Ce qui dépend d'un tiers se demande le jour où l'avis paraît, pas la semaine du dépôt. Vous ne maîtrisez pas ces délais, vous ne pouvez que les absorber, et la seule façon de les absorber est de partir tôt. Appelez chaque organisme une fois, notez le délai réel qu'il annonce, et gardez cette note : vous ne redevinerez plus jamais.
Ce qui dépend de votre prix vient en dernier, forcément : deux pièces ne peuvent être établies qu'une fois le montant arrêté. Arrêtez donc votre prix quelques jours avant la date limite, uniquement pour avoir le temps de les faire produire.
Entre les deux, il y a la précision. Un seul exemple, parce qu'il donne le ton de tout le reste : la durée de validité de votre offre. Les dossiers l'imposent à 120 jours. Pas cent, pas cent cinquante. Un délai différent rend la pièce non conforme. C'est le degré d'exactitude auquel se joue le contrôle de forme.
Le dossier permanent, ou comment répondre en deux jours
Un avis publié tard, un délai court, et l'affaire vous passe à côté. Pas faute de savoir faire le chantier : faute de papiers prêts.
Le remède tient en une idée. Ne plus jamais constituer un dossier administratif à partir de zéro. Vous montez une fois un classeur, physique et numérique, qui rassemble tout ce que votre entreprise doit pouvoir prouver en permanence. Ensuite vous l'entretenez, et vous ne le reconstruisez plus.
Une seule règle le fait tenir : chaque pièce porte sa date d'obtention dans son nom de fichier, et se renouvelle avant d'avoir atteint la moitié de sa durée de validité. Une pièce valable six mois se redemande au troisième mois. Vous n'êtes ainsi jamais à moins de trois mois d'une péremption, quel que soit le moment où l'avis paraît.
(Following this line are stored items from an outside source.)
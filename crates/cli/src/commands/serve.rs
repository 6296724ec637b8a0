//! `kbrelay serve`: Start the gateway.

use kbrelay_config::AppConfig;

pub async fn run(
    mut config: AppConfig,
    port_override: Option<u16>,
) -> Result<(), Box<dyn std::error::Error>> {
    if let Some(port) = port_override {
        config.gateway.port = port;
    }

    println!("kbrelay gateway");
    println!("   Listening: {}:{}", config.gateway.host, config.gateway.port);
    println!("   Backend:   {}", config.backend.base_url);
    println!("   Routes:    POST /v1/chat, POST /v1/chat/stream, GET /v1/ws");

    kbrelay_gateway::start(config).await?;

    Ok(())
}
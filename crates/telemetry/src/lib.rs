//! Analytics hand-off for kbrelay.
//!
//! Each completed answer produces one `AnalyticsRecord`. Where it goes is a
//! deployment choice: a downstream HTTP classifier, the log, or nowhere.

pub mod sinks;

pub use sinks::{DisabledAnalyticsSink, HttpAnalyticsSink, LogAnalyticsSink, RecordingAnalyticsSink};

use kbrelay_core::analytics::AnalyticsSink;
use std::sync::Arc;

/// Pick the analytics sink for the `[analytics]` config section.
pub fn build_from_config(config: &kbrelay_config::AnalyticsConfig) -> Arc<dyn AnalyticsSink> {
    match (config.enabled, config.endpoint.as_deref()) {
        (false, _) => Arc::new(DisabledAnalyticsSink),
        (true, Some(endpoint)) if !endpoint.trim().is_empty() => {
            Arc::new(HttpAnalyticsSink::new(endpoint.trim()))
        }
        (true, _) => Arc::new(LogAnalyticsSink),
    }
}

#[cfg(test)]
mod tests {
    use super::*;
    use kbrelay_config::AnalyticsConfig;

    #[test]
    fn sink_selection() {
        let mut config = AnalyticsConfig::default();
        assert_eq!(build_from_config(&config).name(), "log");

        config.endpoint = Some("https://analytics.example.com/classify".into());
        assert_eq!(build_from_config(&config).name(), "http");

        config.enabled = false;
        assert_eq!(build_from_config(&config).name(), "disabled");
    }
}
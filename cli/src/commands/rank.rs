use anyhow::{Context, Result};
use openequity::{PolicyData, RiskInput, io, rank_counties};

pub fn run(cli: &crate::cli::Cli, args: &crate::cli::RankArgs) -> Result<()> {
    let mut config = super::load_config(cli)?;
    config.risk.cross |= args.cross;

    let table = super::load_table(cli, &args.table, &config.counties)?;
    let input = match &args.policy {
        Some(path) => {
            let policy_table = io::read_table(path, &config.counties)
                .with_context(|| format!("[rank] Failed to load policy terms from {}", path.display()))?;
            let policy = PolicyData::from_table(&policy_table, &config.risk.policy)?;
            RiskInput::with_policy(table, policy)
        }
        None => RiskInput::from_table(table, &config.risk)?,
    };

    let label = cli.state.as_deref().unwrap_or("all counties");
    let ranking = rank_counties(&input, &config.risk, label)?;
    for row in ranking.rows().iter().take(5) {
        log::debug!("[rank] {} -> {:.4}", row.geography, row.relative_risk);
    }

    super::write_output(ranking.to_frame()?, args.output.as_deref())
}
Ce qui reste à faire à chaque marché devient alors une poignée de démarches au lieu de la totalité. C'est ça, être capable de répondre à un avis publié tard.
Ce que cet article ne remplace pas
Cet article donne le parcours et la logique. Il ne donne pas la liste, et il ne se substitue pas à votre dossier de consultation. Les exigences changent d'un marché à l'autre : le nombre d'équipements, les profils demandés, le contenu exact des enveloppes, la période couverte par telle pièce. Le dossier que vous achetez reste la seule référence pour le marché auquel vous répondez.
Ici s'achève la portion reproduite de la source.